Collard greens in white bowl next to cloth napkin. Text reads "Smoky Collard Greens".

What are collard greens?

Collard greens are a savory comfort food staple that highlight the ingenuity of southern cooking. Applying the low and slow approach BBQ is famous for, the natural sweetness of the greens shines. Finding a way to bring out the naturally delicious flavors in things the slow way is what BBQ is all about. The salty bites of tender, fall-off-the-bone, shredded ham mix perfectly with your chewy, slightly sweet greens.
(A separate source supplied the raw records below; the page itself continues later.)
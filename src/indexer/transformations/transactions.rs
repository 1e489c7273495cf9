use alloy_primitives::U256;

use crate::indexer::transformations::blocks::format_block_time;
use crate::models::datasets::blocks::RpcHeaderData;
use crate::models::datasets::transactions::{
    RpcReceiptData, RpcTransactionData, Transaction, TxStatus,
};
use crate::models::errors::MapError;

pub trait TransactionTransformer {
    fn derive_transaction(
        &self,
        receipt: &RpcReceiptData,
        header: &RpcHeaderData,
    ) -> Result<Transaction, MapError>;
}

impl TransactionTransformer for RpcTransactionData {
    fn derive_transaction(
        &self,
        receipt: &RpcReceiptData,
        header: &RpcHeaderData,
    ) -> Result<Transaction, MapError> {
        if receipt.tx_hash != self.tx_hash {
            return Err(MapError::ReceiptMismatch {
                expected: self.tx_hash.to_string(),
                got: receipt.tx_hash.to_string(),
            });
        }

        let sender = self.sender.ok_or_else(|| MapError::SenderRecovery {
            tx_hash: self.tx_hash.to_string(),
            chain_id: self.chain_id,
        })?;

        let gas_price = U256::from(self.gas_price);

        Ok(Transaction {
            hash: self.tx_hash.to_string(),
            status: TxStatus::from_code(receipt.status),
            time: format_block_time(header.timestamp),
            from: sender.to_string(),
            // Contract creation has no recipient
            to: self.to.map(|to| to.to_string()).unwrap_or_default(),
            value: self.value,
            transaction_fee: U256::from(receipt.gas_used) * gas_price,
            gas_price,
            gas_used: receipt.gas_used,
            gas_limit: self.gas_limit,
            block_hash: header.block_hash.to_string(),
            block_number: header.block_number,
        })
    }
}
pub mod api;
pub mod indexer;
pub mod metrics;
pub mod models;
pub mod storage;
pub mod utils;
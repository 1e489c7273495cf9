use anyhow::{Context, Result};
use std::sync::Arc;
use std::time::Duration;
use tokio::signal;
use tokio_util::sync::CancellationToken;
use tracing::{error, info};

use block_scanner::api::start_api_server;
use block_scanner::indexer::reconciler::CatchUpReconciler;
use block_scanner::indexer::supervisor::SubscriptionSupervisor;
use block_scanner::indexer::{AlloyChainReader, ChainReader};
use block_scanner::metrics::Metrics;
use block_scanner::storage::connect_store;
use block_scanner::utils::{init_tracing, load_config};

const CONFIG_PATH_ENV: &str = "SCANNER_CONFIG";
const DEFAULT_CONFIG_PATH: &str = "config.yml";

#[tokio::main]
async fn main() -> Result<()> {
    let config_path =
        std::env::var(CONFIG_PATH_ENV).unwrap_or_else(|_| DEFAULT_CONFIG_PATH.to_string());
    let config = load_config(&config_path)?;

    init_tracing(&config.log);

    println!();
    info!("=========================== INITIALIZING ===========================");
    info!("Config loaded from {}", config_path);

    // Initialize optional metrics
    let metrics = if config.metrics.enabled {
        Some(Arc::new(Metrics::new(config.network.name.clone())?))
    } else {
        info!("Metrics are disabled");
        None
    };

    let shutdown = CancellationToken::new();
    tokio::spawn(wait_for_shutdown(shutdown.clone()));

    if let Some(metrics) = &metrics {
        metrics
            .start_metrics_server(
                &config.metrics.address,
                config.metrics.port,
                shutdown.clone(),
            )
            .await?;
    }

    let store = connect_store(&config.database, metrics.clone())
        .await
        .context("failed to connect to the document store")?;

    let chain: Arc<dyn ChainReader> = Arc::new(
        AlloyChainReader::dial(
            &config.network.url,
            Duration::from_millis(config.network.request_timeout_ms),
            metrics.clone(),
        )
        .await
        .context("failed to dial the chain node")?,
    );

    if config.api.enabled {
        start_api_server(
            store.clone(),
            &config.api.address,
            config.api.port,
            shutdown.clone(),
        )
        .await?;
    } else {
        info!("Read API is disabled");
    }

    let reconciler = CatchUpReconciler::new(
        chain.clone(),
        store,
        config.reconciler.clone(),
        shutdown.clone(),
        metrics.clone(),
    );
    let supervisor = SubscriptionSupervisor::new(
        chain,
        reconciler,
        config.subscription.clone(),
        shutdown.clone(),
        metrics,
    );

    println!();
    info!("========================= STARTING SCANNER =========================");

    if let Err(e) = supervisor.run().await {
        // Keep serving reads until the operator stops the process
        error!("Head notifications stopped: {}", e);
        shutdown.cancelled().await;
    }

    info!("Shutdown complete");
    Ok(())
}

async fn wait_for_shutdown(shutdown: CancellationToken) {
    let ctrl_c = async {
        if let Err(e) = signal::ctrl_c().await {
            error!("Failed to listen for Ctrl+C: {}", e);
            std::future::pending::<()>().await;
        }
    };

    #[cfg(unix)]
    let terminate = async {
        match signal::unix::signal(signal::unix::SignalKind::terminate()) {
            Ok(mut sigterm) => {
                sigterm.recv().await;
            }
            Err(e) => {
                error!("Failed to listen for SIGTERM: {}", e);
                std::future::pending::<()>().await;
            }
        }
    };

    #[cfg(not(unix))]
    let terminate = std::future::pending::<()>();

    tokio::select! {
        _ = ctrl_c => info!("Received Ctrl+C signal, initiating shutdown..."),
        _ = terminate => info!("Received SIGTERM, initiating shutdown..."),
    }

    shutdown.cancel();
}
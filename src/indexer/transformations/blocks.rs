use alloy_primitives::{U256, hex};
use chrono::DateTime;

use crate::models::datasets::blocks::{Block, Header, RpcHeaderData};

const BLOCK_TIME_FORMAT: &str = "%Y-%m-%d %H:%M:%S %p UTC";

/// UTC rendering of a block timestamp. Timestamps chrono cannot represent
/// fall back to the raw epoch seconds.
pub fn format_block_time(timestamp: u64) -> String {
    i64::try_from(timestamp)
        .ok()
        .and_then(|secs| DateTime::from_timestamp(secs, 0))
        .map(|time| time.format(BLOCK_TIME_FORMAT).to_string())
        .unwrap_or_else(|| timestamp.to_string())
}

pub trait BlockTransformer {
    fn derive_header(&self) -> Header;
    fn derive_block(&self) -> Block;
}

impl BlockTransformer for RpcHeaderData {
    fn derive_header(&self) -> Header {
        let nonce = self
            .nonce
            .map(|nonce| u64::from_be_bytes(nonce.0))
            .unwrap_or_default();

        Header {
            block_number: self.block_number,
            parent_hash: self.parent_hash.to_string(),
            bloom: self.logs_bloom,
            time: format_block_time(self.timestamp),
            nonce: format!("0x{nonce:016x}"),
        }
    }

    fn derive_block(&self) -> Block {
        // Pre-London blocks report no base fee
        let base_fee_per_gas = U256::from(self.base_fee_per_gas.unwrap_or_default());

        Block {
            block_number: self.block_number,
            fee_recipient: self.beneficiary.to_string(),
            block_size: self.size,
            gas_used: self.gas_used,
            gas_limit: self.gas_limit,
            base_fee_per_gas,
            burnt_fees: base_fee_per_gas * U256::from(self.gas_used),
            extra_data: hex::encode(&self.extra_data),
            block_hash: self.block_hash.to_string(),
            state_root: self.state_root.to_string(),
            transactions: Vec::new(),
        }
    }
}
With a little chopping from you, and some patience, you can make this entire savory dish in one pot. Oh, and that pot will be doing most of the hard work so you can relax. Let’s get started by covering what you want when picking leaves for the most flavorful collard greens.

How to Choose Greens

You want each leaf to be fresh, and there are some things to look out for to ensure you select the best collard greens. You can find these leafy greens near the spinach and mustard greens at your grocery store. Look for dark green leaves without any blemishes or browning. Opt for full leaves and avoid yellow tinting. It’s similar to cooking kale or cabbage, the way you unlock the subtle sweetness through slow boiling. Because these greens will have some bitterness you’ll cook into sweet, chewy goodness, freshness is key.

Chopped leafy greens in colander.

How to Wash and Prep Collard Greens

With my methods, you’ll learn exactly how to prepare your collard greens to unlock all those sweet and herby natural flavors. And honestly, starting with fresh greens is the best way to go. When you get fresh greens from the store, they’re going to have some dirt leftover you don’t want your guests eating. For one of the most lovely stories about the history of collards greens and the women that washed them (along with a recipe for a classic, passed down generational recipe for southern greens), read my lovely friend Jocelyn’s post.

I like to rinse or wash my greens by putting them in a colander and then spraying them down. If you’ve got a larger batch of greens, submerging them fully and agitating the greens in a sink full of water allows the dirt to separate and fall to the bottom. Dry your greens thoroughly. Then, simply chop your fresh collard greens into large chunks. Voila, your collard greens are ready to use with the rest of your ingredients.

Ingredients for Southern Greens

In order to get the absolute best natural flavors out of your collard greens, you have to give them plenty of time to develop in a rich broth. Here is everything else I use for this recipe, including the spices and seasonings:

  • bacon fat, lard, or beef tallow
  • yellow onion
  • garlic cloves
  • chicken stock
  • smoked ham hocks (usually available at the butcher counter, you may need to ask)
  • collard greens
  • apple cider vinegar
  • Kosher salt
  • Worcestershire sauce
  • vinegar based hot sauce (I like Louisiana Hot Sauce)
  • smoked paprika
  • black pepper

It’s traditional with a lot of collard green recipes to wait until you’ve boiled your greens to add spices. I like to add mine before boiling because it seems to release the oils in the paprika and bring out more of the smoky flavor, but that’s totally up to you.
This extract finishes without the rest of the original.